- Task goal
Report back every line from the entries below in which the word "crate" occurs.

- Available data

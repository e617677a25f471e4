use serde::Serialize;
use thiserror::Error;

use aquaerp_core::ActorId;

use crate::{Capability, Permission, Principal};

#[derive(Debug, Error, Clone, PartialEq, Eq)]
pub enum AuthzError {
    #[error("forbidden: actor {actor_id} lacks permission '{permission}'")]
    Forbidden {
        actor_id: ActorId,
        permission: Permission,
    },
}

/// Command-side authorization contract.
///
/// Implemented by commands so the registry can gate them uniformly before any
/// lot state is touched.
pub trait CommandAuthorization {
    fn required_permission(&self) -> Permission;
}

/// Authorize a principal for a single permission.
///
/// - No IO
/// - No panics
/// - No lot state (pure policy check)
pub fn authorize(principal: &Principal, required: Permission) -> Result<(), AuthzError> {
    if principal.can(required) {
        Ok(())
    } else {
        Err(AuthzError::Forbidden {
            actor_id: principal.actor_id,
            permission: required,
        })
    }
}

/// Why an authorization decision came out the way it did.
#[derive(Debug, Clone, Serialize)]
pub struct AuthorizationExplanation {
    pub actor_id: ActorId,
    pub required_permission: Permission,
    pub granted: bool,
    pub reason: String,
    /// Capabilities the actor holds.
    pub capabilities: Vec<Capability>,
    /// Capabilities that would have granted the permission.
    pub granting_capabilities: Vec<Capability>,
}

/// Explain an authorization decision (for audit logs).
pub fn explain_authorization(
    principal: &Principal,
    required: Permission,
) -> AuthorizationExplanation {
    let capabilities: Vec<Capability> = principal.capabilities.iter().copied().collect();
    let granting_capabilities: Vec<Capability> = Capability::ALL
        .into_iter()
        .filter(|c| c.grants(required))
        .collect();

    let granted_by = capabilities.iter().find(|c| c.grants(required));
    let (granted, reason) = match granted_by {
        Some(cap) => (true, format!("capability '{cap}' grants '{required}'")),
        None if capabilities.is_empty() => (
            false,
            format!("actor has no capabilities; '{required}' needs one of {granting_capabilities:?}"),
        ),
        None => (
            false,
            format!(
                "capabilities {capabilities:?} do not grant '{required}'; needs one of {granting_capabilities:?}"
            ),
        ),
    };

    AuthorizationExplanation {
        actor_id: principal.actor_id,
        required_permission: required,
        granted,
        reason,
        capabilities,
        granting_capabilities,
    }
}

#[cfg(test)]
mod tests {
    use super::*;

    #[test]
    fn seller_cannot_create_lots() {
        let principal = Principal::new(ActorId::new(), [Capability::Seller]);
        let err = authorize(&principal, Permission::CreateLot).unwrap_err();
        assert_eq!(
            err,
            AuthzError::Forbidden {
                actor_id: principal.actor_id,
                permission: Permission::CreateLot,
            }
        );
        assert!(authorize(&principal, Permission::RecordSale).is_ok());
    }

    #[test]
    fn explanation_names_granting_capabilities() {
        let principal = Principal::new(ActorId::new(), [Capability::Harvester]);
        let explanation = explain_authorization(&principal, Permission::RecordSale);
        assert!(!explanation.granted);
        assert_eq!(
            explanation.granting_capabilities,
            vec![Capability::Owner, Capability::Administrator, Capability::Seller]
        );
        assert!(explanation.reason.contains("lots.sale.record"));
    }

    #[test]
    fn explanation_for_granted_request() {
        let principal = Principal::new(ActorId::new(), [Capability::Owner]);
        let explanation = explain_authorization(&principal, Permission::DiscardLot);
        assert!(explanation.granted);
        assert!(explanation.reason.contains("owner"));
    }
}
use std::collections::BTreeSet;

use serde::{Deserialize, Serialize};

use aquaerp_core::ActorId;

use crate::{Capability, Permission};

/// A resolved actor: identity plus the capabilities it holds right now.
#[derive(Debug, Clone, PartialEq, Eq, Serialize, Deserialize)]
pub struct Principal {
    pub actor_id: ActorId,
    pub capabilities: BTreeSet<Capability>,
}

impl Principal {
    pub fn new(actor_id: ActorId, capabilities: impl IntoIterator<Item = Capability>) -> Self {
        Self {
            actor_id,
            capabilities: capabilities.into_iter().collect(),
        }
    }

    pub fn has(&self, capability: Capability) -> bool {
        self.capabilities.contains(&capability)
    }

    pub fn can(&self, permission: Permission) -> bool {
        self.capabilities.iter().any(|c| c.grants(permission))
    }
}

- Solution for this task
use crate::{Capability, Permission, Principal};
use crate::{Capability, Permission};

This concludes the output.